In the scheme of things, this is not a grand calamity, even though it means NO EXPAT THANKSGIVING (*sob*). I can cook lots of perfectly nice things without an oven. These meatballs, for example. They’re sort of a riff on albondigas – the saffron almond sauce is pretty classic, although I’ve adapted it to give it more of a North African twist, which suits the lamb. There’s a little bit of honey sweetening the sauce, setting off the warm smoky spices in the meat. I added some chopped sultanas (golden raisins, my American friends) to the meatballs, which I quite like, but this is entirely optional. Although I envisioned these as tapas, I ended up eating them for dinner with rice, so they work either as a starter (serve with flatbreads) or as a main dish. Also (and I realize this is not exactly news to some of you), meatballs freeze well. After you’ve shaped them, arrange them on a tray lined with waxed or parchment paper and put them directly in your freezer. Once they’ve frozen you can scoop them into a plastic bag to be cooked in the future with, er, romesco sauce. That post is coming up soon. Ingredients:

For the meatballs

600 g (about a pound and a half) ground lamb (lamb mince)

1 large egg

35 g (about an ounce and a half) ground almonds

A piece of white or wheat bread, crusts removed

1/2 large or one small sweet white onion

A handful of mint leaves, chopped

½ teaspoon sweet paprika

½ teaspoon cumin

½ teaspoon cinnamon

½ teaspoon coriander

½ teaspoon salt

½ teaspoon fresh-ground black pepper

25 g (about an ounce) sultanas (golden raisins), chopped (optional)

For the sauce

½ large or one small sweet white onion, grated to a fine pulp with a box grater

50 g (about 2 ounces) ground almonds

250-300 ml white chicken stock

½ teaspoon cumin

1 teaspoon sweet paprika

2 teaspoons honey

A generous pinch of saffron

Olive oil

Salt and pepper

For the garnish

1-2 tablespoons chopped mint leaves

Toasted slivered almonds (optional)

Method:

If you have a food processor, whiz together the onion, mint, ground almonds, and bread until blended. Add the egg, meat, seasonings, and sultanas (if using) and pulse a few times until combined, but not so much that your meat becomes paste. Perhaps, however, you’ve misplaced the blade attachment to your food processor in a recent move. In that case, prep by grating the onion against a box grater and finely mincing the mint and the bread on a board. Combine these with the remaining ingredients in a bowl and mix together well with your hands.

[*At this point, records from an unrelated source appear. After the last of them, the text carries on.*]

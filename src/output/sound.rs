// Click sounds - Synthesized sine bursts or decoded samples, one buffer per accent level

use crate::audio::loader::{LoadedSample, load_sample};
use crate::output::{OutputError, OutputResult};
use crate::sequencer::accents::AccentLevel;
use serde::{Deserialize, Serialize};
use std::f32::consts::PI;
use std::path::PathBuf;

/// Options of the "click" sink
#[derive(Debug, Clone, PartialEq, Serialize, Deserialize)]
#[serde(default)]
pub struct ClickOptions {
    pub accent_frequency: f32,
    pub secondary_frequency: f32,
    pub normal_frequency: f32,
    pub click_ms: f32,
}

impl Default for ClickOptions {
    fn default() -> Self {
        Self {
            accent_frequency: 1200.0,
            secondary_frequency: 1000.0,
            normal_frequency: 800.0,
            click_ms: 10.0,
        }
    }
}

/// Options of the "sample" sink. A missing path reuses the other one.
#[derive(Debug, Clone, Default, PartialEq, Serialize, Deserialize)]
#[serde(default)]
pub struct SampleOptions {
    pub accent_path: Option<PathBuf>,
    pub normal_path: Option<PathBuf>,
}

/// Mono buffer with its native sample rate
#[derive(Debug, Clone, PartialEq)]
pub struct SoundBuffer {
    frames: Vec<f32>,
    sample_rate: u32,
}

impl SoundBuffer {
    pub fn new(frames: Vec<f32>, sample_rate: u32) -> Self {
        Self {
            frames,
            sample_rate: sample_rate.max(1),
        }
    }

    pub fn len(&self) -> usize {
        self.frames.len()
    }

    pub fn is_empty(&self) -> bool {
        self.frames.is_empty()
    }

    pub fn sample_rate(&self) -> u32 {
        self.sample_rate
    }

    /// Read-position increment per output frame at `device_rate`
    pub fn step(&self, device_rate: u32) -> f64 {
        self.sample_rate as f64 / device_rate.max(1) as f64
    }

    /// Linearly interpolated value at a fractional position, None past the end
    #[inline]
    pub fn sample_at(&self, position: f64) -> Option<f32> {
        if position < 0.0 {
            return None;
        }
        let index = position as usize;
        let current = *self.frames.get(index)?;
        let next = self.frames.get(index + 1).copied().unwrap_or(0.0);
        let fraction = position.fract() as f32;
        Some(current + (next - current) * fraction)
    }
}

impl From<LoadedSample> for SoundBuffer {
    fn from(sample: LoadedSample) -> Self {
        Self::new(sample.frames, sample.sample_rate)
    }
}

/// The three audible voices of a sink
#[derive(Debug, Clone, PartialEq)]
pub struct ClickSound {
    accent: SoundBuffer,
    secondary: SoundBuffer,
    normal: SoundBuffer,
}

impl ClickSound {
    /// Sine bursts with a fast exponential decay, generated at the device rate
    pub fn synthesized(sample_rate: u32, options: &ClickOptions) -> Self {
        let length = ((options.click_ms.max(1.0) / 1000.0) * sample_rate as f32) as usize;
        let click = |frequency: f32| {
            SoundBuffer::new(
                generate_click(sample_rate as f32, length.max(1), frequency),
                sample_rate,
            )
        };

        Self {
            accent: click(options.accent_frequency),
            secondary: click(options.secondary_frequency),
            normal: click(options.normal_frequency),
        }
    }

    /// Decode the configured sample files
    pub fn load(options: &SampleOptions) -> OutputResult<Self> {
        let (accent_path, normal_path) = match (&options.accent_path, &options.normal_path) {
            (Some(accent), Some(normal)) => (accent, normal),
            (Some(only), None) | (None, Some(only)) => (only, only),
            (None, None) => {
                return Err(OutputError::Initialization(
                    "sample sink needs accent_path or normal_path".to_string(),
                ));
            }
        };

        let accent = SoundBuffer::from(load_sample(accent_path)?);
        let normal = if normal_path == accent_path {
            accent.clone()
        } else {
            SoundBuffer::from(load_sample(normal_path)?)
        };
        Ok(Self::from_buffers(accent, normal))
    }

    /// Sample sounds have no dedicated secondary buffer; the accent one is reused
    pub fn from_buffers(accent: SoundBuffer, normal: SoundBuffer) -> Self {
        Self {
            secondary: accent.clone(),
            accent,
            normal,
        }
    }

    /// Buffer for an accent level; `Mute` has none
    pub fn buffer(&self, level: AccentLevel) -> Option<&SoundBuffer> {
        match level {
            AccentLevel::Accent => Some(&self.accent),
            AccentLevel::Secondary => Some(&self.secondary),
            AccentLevel::Normal => Some(&self.normal),
            AccentLevel::Mute => None,
        }
    }
}

fn generate_click(sample_rate: f32, num_samples: usize, frequency: f32) -> Vec<f32> {
    let phase_increment = 2.0 * PI * frequency / sample_rate;
    (0..num_samples)
        .map(|i| {
            let t = i as f32 / num_samples as f32;
            let envelope = (-t * 8.0).exp();
            (i as f32 * phase_increment).sin() * envelope
        })
        .collect()
}

#[cfg(test)]
mod tests {
    use super::*;

    #[test]
    fn test_synthesized_lengths() {
        let sound = ClickSound::synthesized(48000, &ClickOptions::default());
        assert_eq!(sound.buffer(AccentLevel::Accent).unwrap().len(), 480);
        assert_eq!(sound.buffer(AccentLevel::Normal).unwrap().sample_rate(), 48000);
        assert!(sound.buffer(AccentLevel::Mute).is_none());
    }

    #[test]
    fn test_click_starts_at_zero_and_decays() {
        let sound = ClickSound::synthesized(48000, &ClickOptions::default());
        let accent = sound.buffer(AccentLevel::Accent).unwrap();
        assert_eq!(accent.sample_at(0.0), Some(0.0));

        let peak_head = (0..48)
            .filter_map(|i| accent.sample_at(i as f64))
            .fold(0.0f32, |max, s| max.max(s.abs()));
        let peak_tail = (432..480)
            .filter_map(|i| accent.sample_at(i as f64))
            .fold(0.0f32, |max, s| max.max(s.abs()));
        assert!(peak_head > peak_tail);
    }

    #[test]
    fn test_linear_interpolation() {
        let buffer = SoundBuffer::new(vec![0.0, 1.0, 0.0], 22050);
        assert_eq!(buffer.sample_at(0.5), Some(0.5));
        assert_eq!(buffer.sample_at(1.25), Some(0.75));
        assert_eq!(buffer.sample_at(3.0), None);
        assert_eq!(buffer.step(44100), 0.5);
    }

    #[test]
    fn test_sample_sound_requires_a_path() {
        assert!(matches!(
            ClickSound::load(&SampleOptions::default()),
            Err(OutputError::Initialization(_))
        ));
    }

    #[test]
    fn test_buffers_reuse_accent_for_secondary() {
        let accent = SoundBuffer::new(vec![1.0], 44100);
        let normal = SoundBuffer::new(vec![0.5], 44100);
        let sound = ClickSound::from_buffers(accent.clone(), normal);
        assert_eq!(sound.buffer(AccentLevel::Secondary), Some(&accent));
    }
}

Form into firm balls about two inches in diameter by rolling between your palms. You can freeze whatever you’re not using right away. (Remember, when you want to cook them, don’t defrost, but rather brown directly in the pan before heating them through or you will wind up with soggy formless mush.)

To cook, glug some olive oil into a pan and arrange the meatballs in a single layer. Gently brown them by shaking the pan occasionally, about 7-10 minutes. Transfer the meatballs to a paper towel-lined plate.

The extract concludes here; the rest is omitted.